Assignment: Your answer should be an exact copy of the lines from the start of the entries to the line containing "epoch timestamps as", both included.

(Source data)

________________

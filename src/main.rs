mod client;
mod config;
mod output;
mod report;
mod session;

use crate::client::DynClient;
use crate::output::{TimestampStyle, present};
use crate::report::{DEFAULT_LIMIT, QueryParameters, fetch_zone_report};
use crate::session::Session;
use anyhow::{Context, Result, anyhow};
use clap::{ArgAction, Parser};
use std::io;
use std::path::PathBuf;
use tracing::debug;
use tracing_subscriber::EnvFilter;
use tracing_subscriber::filter::LevelFilter;

#[derive(Parser)]
#[command(
    name = "znr",
    version,
    about = "Print the notes and nodes of a DynECT zone",
    long_about = "Logs into the DynECT REST API with the credentials from credentials.yaml, \
prints the zone note report and node list for one zone, optionally writes the newest \
note to a file, and logs out."
)]
struct Cli {
    #[arg(
        short = 'z',
        long = "zone_name",
        value_name = "ZONE_NAME",
        help = "Search for zone report with zone name"
    )]
    zone_name: String,

    #[arg(
        short,
        long,
        default_value_t = DEFAULT_LIMIT,
        help = "The maximum number of notes to be retrieved"
    )]
    limit: u32,

    #[arg(short, long, value_name = "FILE", help = "File to output to")]
    file: Option<PathBuf>,

    #[arg(long, help = "Render epoch timestamps as dates (UTC)")]
    format_time: bool,

    #[arg(
        long,
        value_name = "URL",
        help = "Base URL for the API (defaults to https://api2.dynect.net)"
    )]
    base_url: Option<String>,

    #[arg(short, long, action = ArgAction::Count, help = "Increase log verbosity (-v, -vv, -vvv)")]
    verbose: u8,
}

fn main() -> Result<()> {
    let cli = Cli::parse();
    init_logging(cli.verbose)?;

    let cwd = std::env::current_dir().context("reading current directory")?;
    let effective = config::resolve(&cwd, cli.base_url.clone())?;
    debug!(base_url = %effective.base_url, credentials = ?effective.credentials, "resolved config");

    let mut client = DynClient::new(&effective.base_url, effective.client)?;
    let session = Session::login(&mut client, &effective.credentials)?;
    println!("Logged In");

    let query = QueryParameters {
        zone: cli.zone_name,
        limit: cli.limit,
    };
    let report = fetch_zone_report(&session, &query)?;

    let style = if cli.format_time {
        TimestampStyle::Formatted
    } else {
        TimestampStyle::Raw
    };
    present(&report, cli.file.as_deref(), style, &mut io::stdout().lock())?;

    session.logout();
    Ok(())
}

// RUST_LOG takes precedence over -v.
fn init_logging(verbosity: u8) -> Result<()> {
    let filter = if std::env::var_os("RUST_LOG").is_some() {
        EnvFilter::from_default_env()
    } else {
        let level = match verbosity {
            0 => LevelFilter::WARN,
            1 => LevelFilter::INFO,
            2 => LevelFilter::DEBUG,
            _ => LevelFilter::TRACE,
        };
        EnvFilter::new(format!("{}={}", env!("CARGO_CRATE_NAME"), level))
    };

    tracing_subscriber::fmt()
        .with_env_filter(filter)
        .with_writer(io::stderr)
        .with_target(false)
        .try_init()
        .map_err(|e| anyhow!("initialising logging: {e}"))
}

________________

Exercise output:
filename src/main.rs
mod client;
mod config;
mod output;
mod report;
mod session;

use crate::client::DynClient;
use crate::output::{TimestampStyle, present};
use crate::report::{DEFAULT_LIMIT, QueryParameters, fetch_zone_report};
use crate::session::Session;
use anyhow::{Context, Result, anyhow};
use clap::{ArgAction, Parser};
use std::io;
use std::path::PathBuf;
use tracing::debug;
use tracing_subscriber::EnvFilter;
use tracing_subscriber::filter::LevelFilter;

#[derive(Parser)]
#[command(
    name = "znr",
    version,
    about = "Print the notes and nodes of a DynECT zone",
    long_about = "Logs into the DynECT REST API with the credentials from credentials.yaml, \
prints the zone note report and node list for one zone, optionally writes the newest \
note to a file, and logs out."
)]
struct Cli {
    #[arg(
        short = 'z',
        long = "zone_name",
        value_name = "ZONE_NAME",
        help = "Search for zone report with zone name"
    )]
    zone_name: String,

    #[arg(
        short,
        long,
        default_value_t = DEFAULT_LIMIT,
        help = "The maximum number of notes to be retrieved"
    )]
    limit: u32,

    #[arg(short, long, value_name = "FILE", help = "File to output to")]
    file: Option<PathBuf>,

    #[arg(long, help = "Render epoch timestamps as dates (UTC)")]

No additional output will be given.